Although I was interested in photos years before, my journey with a camera started when I was 12 years old when only film cameras were used. I was fascinated by some illustration books that contained photographs of old and new types of trains, cars, and airplanes. But what impressed me the most and attracted me to the camera before I knew and used it was a little toy camera I received as a gift from a relative visiting Iraq. I used it as a child to view some beautiful photographs of cities.

In a closed country like Iraq, and during the previous dictatorship rule, it was not that easy to get a new camera. Plus, the danger of using it in public spaces. One day in 1983, my older brother and I were taking pictures on Al-Jumhuriya Bridge in Baghdad, a bridge that was in front of some government buildings. Police stopped by and started to question us about what we were photographing. They took the film from our camera and damaged it before letting us go. After that incident, my passion about cameras stopped. However, during the war and peace periods my country went through, my visual passion ebbed and flowed depending on the public and private government modes we lived through worlds. 

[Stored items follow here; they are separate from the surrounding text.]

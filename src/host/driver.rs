//! Real-time pump for a [`Host`] on a Tokio runtime.
//!
//! Each frame the driver moves the virtual clock forward by the wall time
//! that elapsed, renders a frame and hands the rest of the frame budget to
//! idle callbacks. The host never depends on Tokio itself.

use super::Host;
use std::sync::Arc;
use std::time::Duration;
use tokio::sync::oneshot;
use tokio::task::JoinHandle;
use tokio::time::{self, Instant, MissedTickBehavior};
use tracing::{debug, error, info};

pub const DEFAULT_FRAME_INTERVAL: Duration = Duration::from_millis(16);

pub struct HostDriver {
    host: Arc<Host>,
    frame_interval: Duration,
}

pub struct DriverHandle {
    stop: Option<oneshot::Sender<()>>,
    task: JoinHandle<u64>,
}

impl DriverHandle {
    /// Stop pumping and return the number of frames rendered.
    pub async fn stop(mut self) -> u64 {
        if let Some(stop) = self.stop.take() {
            let _ = stop.send(());
        }
        match self.task.await {
            Ok(frames) => frames,
            Err(e) => {
                error!("host driver task failed: {e}");
                0
            }
        }
    }
}

impl HostDriver {
    pub fn new(host: Arc<Host>) -> Self {
        Self {
            host,
            frame_interval: DEFAULT_FRAME_INTERVAL,
        }
    }

    pub fn with_frame_interval(mut self, frame_interval: Duration) -> Self {
        self.frame_interval = frame_interval.max(Duration::from_millis(1));
        self
    }

    pub fn spawn(self) -> DriverHandle {
        let (stop_tx, mut stop_rx) = oneshot::channel();
        let HostDriver {
            host,
            frame_interval,
        } = self;

        let task = tokio::spawn(async move {
            let mut ticker = time::interval(frame_interval);
            ticker.set_missed_tick_behavior(MissedTickBehavior::Skip);
            let started = Instant::now();
            let origin = host.now();
            let budget_ms = frame_interval.as_secs_f64() * 1000.0;
            let mut frames = 0u64;

            info!(interval_ms = budget_ms, "host driver started");
            loop {
                tokio::select! {
                    _ = &mut stop_rx => break,
                    _ = ticker.tick() => {
                        let frame_start = Instant::now();
                        let elapsed_ms = started.elapsed().as_secs_f64() * 1000.0;
                        host.event_loop().advance_to(origin + elapsed_ms);
                        host.render_frame();
                        let spent = frame_start.elapsed().as_secs_f64() * 1000.0;
                        host.run_idle_period((budget_ms - spent).max(0.0));
                        frames += 1;
                    }
                }
            }
            debug!(frames, "host driver stopped");
            frames
        });

        DriverHandle {
            stop: Some(stop_tx),
            task,
        }
    }
}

In 2007, my interest in visual imaging returned strongly, but this time through fine arts as I was working as a salesman in one of the famous art galleries in Amman, Jordan after moving there from Iraq. I found my passion for the camera again because of my work in photographing artists’ artworks and art meetings held at Dar Al-Anda Gallery. I also started to write critical reviews and articles about the Iraqi and Arabic plastic arts at that time.

I immigrated and traveled to the United States, settling in Arizona. There I studied graphic design along with a variety of courses in arts and photography at Phoenix College. Here a new journey with a camera started again, and my visual interests developed dramatically. I became more experienced with the camera due to my education and being able to use most kinds of cameras.

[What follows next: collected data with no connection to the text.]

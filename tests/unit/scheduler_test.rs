use page_vitals::host::HostFeatures;
use page_vitals::scheduler::{IDLE_TIMEOUT_LOW_MS, IDLE_TIMEOUT_NORMAL_MS};
use page_vitals::{Callback, Capabilities, Host, Priority, ScheduleOptions, Scheduler, SchedulerBackend};
use parking_lot::Mutex;
use pretty_assertions::assert_eq;
use std::sync::atomic::{AtomicUsize, Ordering};
use std::sync::Arc;

fn recorder() -> (Arc<Mutex<Vec<&'static str>>>, impl Fn(&'static str) -> Callback) {
    let log = Arc::new(Mutex::new(Vec::new()));
    let sink = log.clone();
    let make = move |label: &'static str| -> Callback {
        let sink = sink.clone();
        Arc::new(move || sink.lock().push(label))
    };
    (log, make)
}

fn options(idle: bool, frame: bool, priority: Priority) -> ScheduleOptions {
    ScheduleOptions {
        use_idle_callback: idle,
        use_animation_frame: frame,
        priority,
    }
}

#[test]
fn test_backend_selection_on_full_host() {
    let host = Host::new(HostFeatures::full());
    let scheduler = Scheduler::new(&host);

    assert_eq!(
        scheduler.select_backend(&options(true, true, Priority::High)),
        SchedulerBackend::AnimationFrame
    );
    assert_eq!(
        scheduler.select_backend(&options(true, false, Priority::Normal)),
        SchedulerBackend::IdleCallback {
            timeout_ms: IDLE_TIMEOUT_NORMAL_MS
        }
    );
    assert_eq!(
        scheduler.select_backend(&options(true, false, Priority::Low)),
        SchedulerBackend::IdleCallback {
            timeout_ms: IDLE_TIMEOUT_LOW_MS
        }
    );
    assert_eq!(
        scheduler.select_backend(&options(true, false, Priority::High)),
        SchedulerBackend::Microtask
    );
    assert_eq!(
        scheduler.select_backend(&options(false, false, Priority::Normal)),
        SchedulerBackend::Timer
    );
}

#[test]
fn test_backend_selection_degrades_without_features() {
    let host = Host::new(HostFeatures::minimal());
    let scheduler = Scheduler::new(&host);

    assert_eq!(
        scheduler.select_backend(&options(true, true, Priority::Normal)),
        SchedulerBackend::Timer
    );
    assert_eq!(
        scheduler.select_backend(&options(true, true, Priority::High)),
        SchedulerBackend::Microtask
    );
}

#[test]
fn test_dispatcher_is_not_memoized() {
    let host = Host::new(HostFeatures::full());
    let scheduler = Scheduler::new(&host);
    let count = Arc::new(AtomicUsize::new(0));
    let c = count.clone();
    let dispatcher = scheduler.schedule(
        Arc::new(move || {
            c.fetch_add(1, Ordering::SeqCst);
        }),
        &options(false, false, Priority::High),
    );

    dispatcher.dispatch();
    dispatcher.dispatch();
    assert_eq!(count.load(Ordering::SeqCst), 0);
    host.run_microtasks();
    assert_eq!(count.load(Ordering::SeqCst), 2);
}

#[test]
fn test_idle_dispatch_runs_by_its_timeout() {
    let host = Host::new(HostFeatures::full());
    let scheduler = Scheduler::new(&host);
    let count = Arc::new(AtomicUsize::new(0));
    let c = count.clone();
    let dispatcher = scheduler.schedule(
        Arc::new(move || {
            c.fetch_add(1, Ordering::SeqCst);
        }),
        &options(true, false, Priority::Low),
    );

    dispatcher.dispatch();
    host.advance(IDLE_TIMEOUT_LOW_MS - 1);
    assert_eq!(count.load(Ordering::SeqCst), 0);
    host.advance(1);
    assert_eq!(count.load(Ordering::SeqCst), 1);
}

#[test]
fn test_batch_runs_in_one_frame_in_order() {
    let host = Host::new(HostFeatures::full());
    let scheduler = Scheduler::new(&host);
    let (log, make) = recorder();

    scheduler.batch_execute(vec![make("a"), make("b"), make("c")]);
    host.run_microtasks();
    assert!(log.lock().is_empty());

    assert_eq!(host.render_frame(), 1);
    assert_eq!(*log.lock(), vec!["a", "b", "c"]);
}

#[test]
fn test_batch_isolates_a_panicking_callback() {
    let host = Host::new(HostFeatures::full());
    let scheduler = Scheduler::new(&host);
    let (log, make) = recorder();
    let failing: Callback = Arc::new(|| panic!("second callback failed"));

    scheduler.batch_execute(vec![make("first"), failing, make("third")]);
    host.render_frame();
    assert_eq!(*log.lock(), vec!["first", "third"]);
}

#[test]
fn test_batch_falls_back_to_a_microtask() {
    let host = Host::new(HostFeatures::minimal());
    let scheduler = Scheduler::new(&host);
    let (log, make) = recorder();

    scheduler.batch_execute(vec![make("x"), make("y")]);
    host.run_microtasks();
    assert_eq!(*log.lock(), vec!["x", "y"]);
}

#[test]
fn test_leading_debounce_swallows_calls_inside_the_window() {
    let host = Host::new(HostFeatures::full());
    let scheduler = Scheduler::new(&host);
    let count = Arc::new(AtomicUsize::new(0));
    let c = count.clone();
    let debounced = scheduler.debounce(
        Arc::new(move || {
            c.fetch_add(1, Ordering::SeqCst);
        }),
        100,
        true,
    );

    for _ in 0..5 {
        debounced.call();
        host.advance(50);
    }
    assert_eq!(count.load(Ordering::SeqCst), 1);
    assert!(debounced.is_pending());

    host.advance(100);
    assert!(!debounced.is_pending());
    debounced.call();
    assert_eq!(count.load(Ordering::SeqCst), 2);
}

#[test]
fn test_trailing_debounce_fires_after_silence() {
    let host = Host::new(HostFeatures::full());
    let scheduler = Scheduler::new(&host);
    let count = Arc::new(AtomicUsize::new(0));
    let c = count.clone();
    let debounced = scheduler.debounce(
        Arc::new(move || {
            c.fetch_add(1, Ordering::SeqCst);
        }),
        100,
        false,
    );

    debounced.call();
    host.advance(60);
    debounced.call();
    host.advance(60);
    assert_eq!(count.load(Ordering::SeqCst), 0);
    host.advance(40);
    assert_eq!(count.load(Ordering::SeqCst), 1);
}

#[test]
fn test_detached_scheduler_drops_work() {
    let scheduler = Scheduler::detached();
    assert_eq!(scheduler.capabilities(), Capabilities::default());

    let count = Arc::new(AtomicUsize::new(0));
    let c = count.clone();
    let callback: Callback = Arc::new(move || {
        c.fetch_add(1, Ordering::SeqCst);
    });
    scheduler.schedule(callback.clone(), &ScheduleOptions::default()).dispatch();
    scheduler.batch_execute(vec![callback]);
    assert_eq!(count.load(Ordering::SeqCst), 0);
}

#[test]
fn test_dispatch_after_page_drop_is_silent() {
    let host = Host::new(HostFeatures::full());
    let scheduler = Scheduler::new(&host);
    let dispatcher = scheduler.schedule(Arc::new(|| {}), &ScheduleOptions::default());
    drop(host);
    dispatcher.dispatch();
}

This exhibit with Phoenix Institute of Contemporary Art showcases a collection of photographs I took during my most recent visit to Baghdad, Iraq in March 2022. Here is my visual view of that city I left many years ago. My vision was confused due to destruction of the mental and visual memories of Baghdad I had treasured since

childhood and youth as soon as I saw the city. During the first week of my visit, I tried focusing on Baghdad’s old neighborhoods and places and how they have been affected by wars and social, political, and economic dynamics. I was trying to compare the beautiful images I had in my memory about Baghdad with what I saw during that visit, utilizing my sharpened visual experiences, educational skills, and the continuous practice of photographing. I could feel the effect of the time lapse and the visual gap between the past and the present.

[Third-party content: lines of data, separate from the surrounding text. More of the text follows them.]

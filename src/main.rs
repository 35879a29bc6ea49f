use anyhow::{anyhow, Context};
use futures::FutureExt;
use page_vitals::host::{HostDriver, PerformanceEntry};
use page_vitals::{
    CleanupOptions, Host, HostFeatures, MonitoringOptions, PageVitals, PreloadOptions,
    VitalsConfig,
};
use std::env;
use std::panic::AssertUnwindSafe;
use std::path::PathBuf;
use std::sync::atomic::{AtomicUsize, Ordering};
use std::sync::Arc;
use std::time::{Duration, Instant};
use tokio::signal;
use tracing::{error, info, warn, Level};
use tracing_subscriber::FmtSubscriber;

#[derive(Debug, Clone, Copy, PartialEq, Eq)]
enum Scenario {
    Fast,
    Slow,
}

#[derive(Debug, Clone)]
struct AppConfig {
    config_path: Option<PathBuf>,
    scenario: Scenario,
    realtime: bool,
    log_level: Level,
}

impl AppConfig {
    fn from_args() -> Self {
        let args: Vec<String> = env::args().collect();
        let mut config = Self::default();

        let mut i = 1;
        while i < args.len() {
            match args[i].as_str() {
                "--config" => {
                    if i + 1 < args.len() {
                        config.config_path = Some(PathBuf::from(&args[i + 1]));
                        i += 1;
                    }
                }
                "--scenario" => {
                    if i + 1 < args.len() {
                        config.scenario = match args[i + 1].as_str() {
                            "slow" => Scenario::Slow,
                            _ => Scenario::Fast,
                        };
                        i += 1;
                    }
                }
                "--realtime" => config.realtime = true,
                "--debug" => config.log_level = Level::DEBUG,
                "--trace" => config.log_level = Level::TRACE,
                _ => {}
            }
            i += 1;
        }

        config
    }
}

impl Default for AppConfig {
    fn default() -> Self {
        Self {
            config_path: None,
            scenario: Scenario::Fast,
            realtime: false,
            log_level: Level::INFO,
        }
    }
}

/// Milestones of one simulated page lifetime, in page-relative milliseconds.
struct PageScript {
    request_start: f64,
    response_start: f64,
    first_contentful_paint: f64,
    largest_paints: &'static [(f64, u64)],
    layout_shifts: &'static [(f64, f64, bool)],
    dom_content_loaded: f64,
    long_tasks: &'static [(f64, f64)],
    load: f64,
    first_input: (f64, f64),
    interactions: &'static [(&'static str, f64, f64, f64)],
}

impl Scenario {
    fn script(self) -> PageScript {
        match self {
            Scenario::Fast => PageScript {
                request_start: 5.0,
                response_start: 180.0,
                first_contentful_paint: 650.0,
                largest_paints: &[(700.0, 12_000), (1_100.0, 64_000)],
                layout_shifts: &[(720.0, 0.02, false), (900.0, 0.01, false)],
                dom_content_loaded: 800.0,
                long_tasks: &[(820.0, 70.0), (1_400.0, 55.0)],
                load: 1_300.0,
                first_input: (2_000.0, 2_012.0),
                interactions: &[("click", 2_000.0, 12.0, 60.0), ("keydown", 2_600.0, 4.0, 40.0)],
            },
            Scenario::Slow => PageScript {
                request_start: 20.0,
                response_start: 1_400.0,
                first_contentful_paint: 2_300.0,
                largest_paints: &[(2_400.0, 9_000), (4_600.0, 250_000)],
                layout_shifts: &[(2_500.0, 0.12, false), (2_900.0, 0.3, true), (3_100.0, 0.09, false)],
                dom_content_loaded: 2_800.0,
                long_tasks: &[(2_850.0, 420.0), (3_500.0, 180.0), (5_200.0, 260.0)],
                load: 5_000.0,
                first_input: (5_300.0, 5_480.0),
                interactions: &[("click", 5_300.0, 180.0, 220.0), ("pointerdown", 6_100.0, 30.0, 90.0)],
            },
        }
    }
}

const FRAME_MS: f64 = 16.0;

/// Move the page clock to `at`, either by stepping the virtual clock frame by
/// frame or by waiting for the real-time driver to get there.
async fn until(host: &Host, at: f64, realtime: bool) {
    let remaining = at - host.now();
    if remaining <= 0.0 {
        return;
    }
    if realtime {
        tokio::time::sleep(Duration::from_secs_f64(remaining / 1000.0)).await;
        return;
    }
    while host.now() < at {
        let next = (host.now() + FRAME_MS).min(at);
        host.event_loop().advance_to(next);
        host.render_frame();
        host.run_idle_period(FRAME_MS / 4.0);
    }
}

async fn run_page(vitals: &PageVitals, scenario: Scenario, realtime: bool) -> anyhow::Result<()> {
    let host = vitals.host().clone();
    let script = scenario.script();
    let restores = Arc::new(AtomicUsize::new(0));

    let monitoring = vitals.init_performance_monitoring(
        MonitoringOptions::from(vitals.config()).with_on_metric_update(|sample| {
            info!(metric = %sample.name, value = sample.value, rating = %sample.rating, "metric update");
        }),
    );

    let counter = restores.clone();
    let restore_sub = vitals.handle_bfcache_restore(
        move || {
            counter.fetch_add(1, Ordering::SeqCst);
        },
        &vitals.restore_options(),
    );
    let cleanup_sub = vitals.setup_bfcache_cleanup(
        || info!("flushing pending analytics before unload"),
        &CleanupOptions::default(),
    );
    let preload_sub = vitals.preload_on_bfcache(
        vec!["/api/session".to_string(), "/api/feed".to_string()],
        PreloadOptions::default(),
    );

    let perf = host.performance();
    host.commit_navigation(script.request_start, script.response_start);

    until(&host, script.first_contentful_paint, realtime).await;
    perf.record_entry(PerformanceEntry::paint("first-paint", script.first_contentful_paint));
    perf.record_entry(PerformanceEntry::paint(
        "first-contentful-paint",
        script.first_contentful_paint,
    ));

    for &(at, size) in script.largest_paints {
        until(&host, at, realtime).await;
        perf.record_entry(PerformanceEntry::largest_contentful_paint(at, at, 0.0, size));
    }
    for &(at, value, had_recent_input) in script.layout_shifts {
        until(&host, at, realtime).await;
        perf.record_entry(PerformanceEntry::layout_shift(at, value, had_recent_input));
    }

    until(&host, script.dom_content_loaded, realtime).await;
    host.dom_content_loaded();
    for &(at, duration) in script.long_tasks {
        until(&host, at + duration, realtime).await;
        perf.record_entry(PerformanceEntry::long_task(at, duration));
    }

    until(&host, script.load, realtime).await;
    host.load();

    let (input_at, processing_start) = script.first_input;
    until(&host, processing_start, realtime).await;
    perf.record_entry(PerformanceEntry::first_input("click", input_at, processing_start));
    for &(name, at, delay, duration) in script.interactions {
        until(&host, at + delay + duration, realtime).await;
        perf.record_entry(PerformanceEntry::event(name, at, delay, duration));
    }

    // Back/forward round trip, then a real unload.
    let leave_at = host.now() + 1_000.0;
    until(&host, leave_at, realtime).await;
    host.page_hide(true);
    until(&host, leave_at + 3_000.0, realtime).await;
    host.page_show(true);
    until(&host, leave_at + 6_000.0, realtime).await;
    host.page_hide(false);

    if restores.load(Ordering::SeqCst) == 0 && vitals.is_bfcache_supported() {
        warn!("restore callback did not run after the bfcache round trip");
    }

    restore_sub.unsubscribe();
    cleanup_sub.unsubscribe();
    preload_sub.unsubscribe();
    monitoring.cleanup();
    Ok(())
}

fn setup_logging(level: Level) -> anyhow::Result<()> {
    let subscriber = FmtSubscriber::builder()
        .with_max_level(level)
        .with_target(false)
        .with_thread_ids(true)
        .with_file(true)
        .with_line_number(true)
        .finish();

    tracing::subscriber::set_global_default(subscriber)
        .context("failed to set tracing subscriber")
}

#[tokio::main]
async fn main() -> anyhow::Result<()> {
    let app_config = AppConfig::from_args();
    setup_logging(app_config.log_level)?;

    let config = match &app_config.config_path {
        Some(path) => VitalsConfig::from_json_file(path)
            .with_context(|| format!("loading {}", path.display()))?,
        None => VitalsConfig::default(),
    };

    info!(scenario = ?app_config.scenario, realtime = app_config.realtime, "starting page-vitals");
    let started = Instant::now();

    let host = Host::build(HostFeatures::full(), None, "https://example.com/");
    let vitals = PageVitals::new(host.clone(), config)?;

    let driver = app_config
        .realtime
        .then(|| HostDriver::new(host.clone()).spawn());

    let outcome = tokio::select! {
        res = AssertUnwindSafe(run_page(&vitals, app_config.scenario, app_config.realtime)).catch_unwind() => {
            res.map_err(|_| anyhow!("page simulation panicked"))?
        }
        _ = signal::ctrl_c() => {
            warn!("interrupted; reporting what was collected so far");
            Ok(())
        }
    };

    if let Some(driver) = driver {
        let frames = driver.stop().await;
        info!(frames, "real-time driver stopped");
    }
    if let Err(e) = &outcome {
        error!("page simulation failed: {e:#}");
    }
    outcome?;

    let report = vitals.snapshot();
    println!("{}", serde_json::to_string_pretty(&report)?);
    info!("finished in {:?}", started.elapsed());
    Ok(())
}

Therefore, my work in some images here was an attempt at combining two aspects together, time and light and showing their effects on individuals and buildings in the streets of old Baghdad neighborhoods. Many of these buildings, because of the reflection of light and shadow on their facets and walls, gave incredibly beautiful and colorful compositions as if they were paintings on canvases. This was true in specific old buildings that were built following the aesthetics of Arabic and Islamic architecture via the usage of arches, ornaments, calligraphies, and religious symbols.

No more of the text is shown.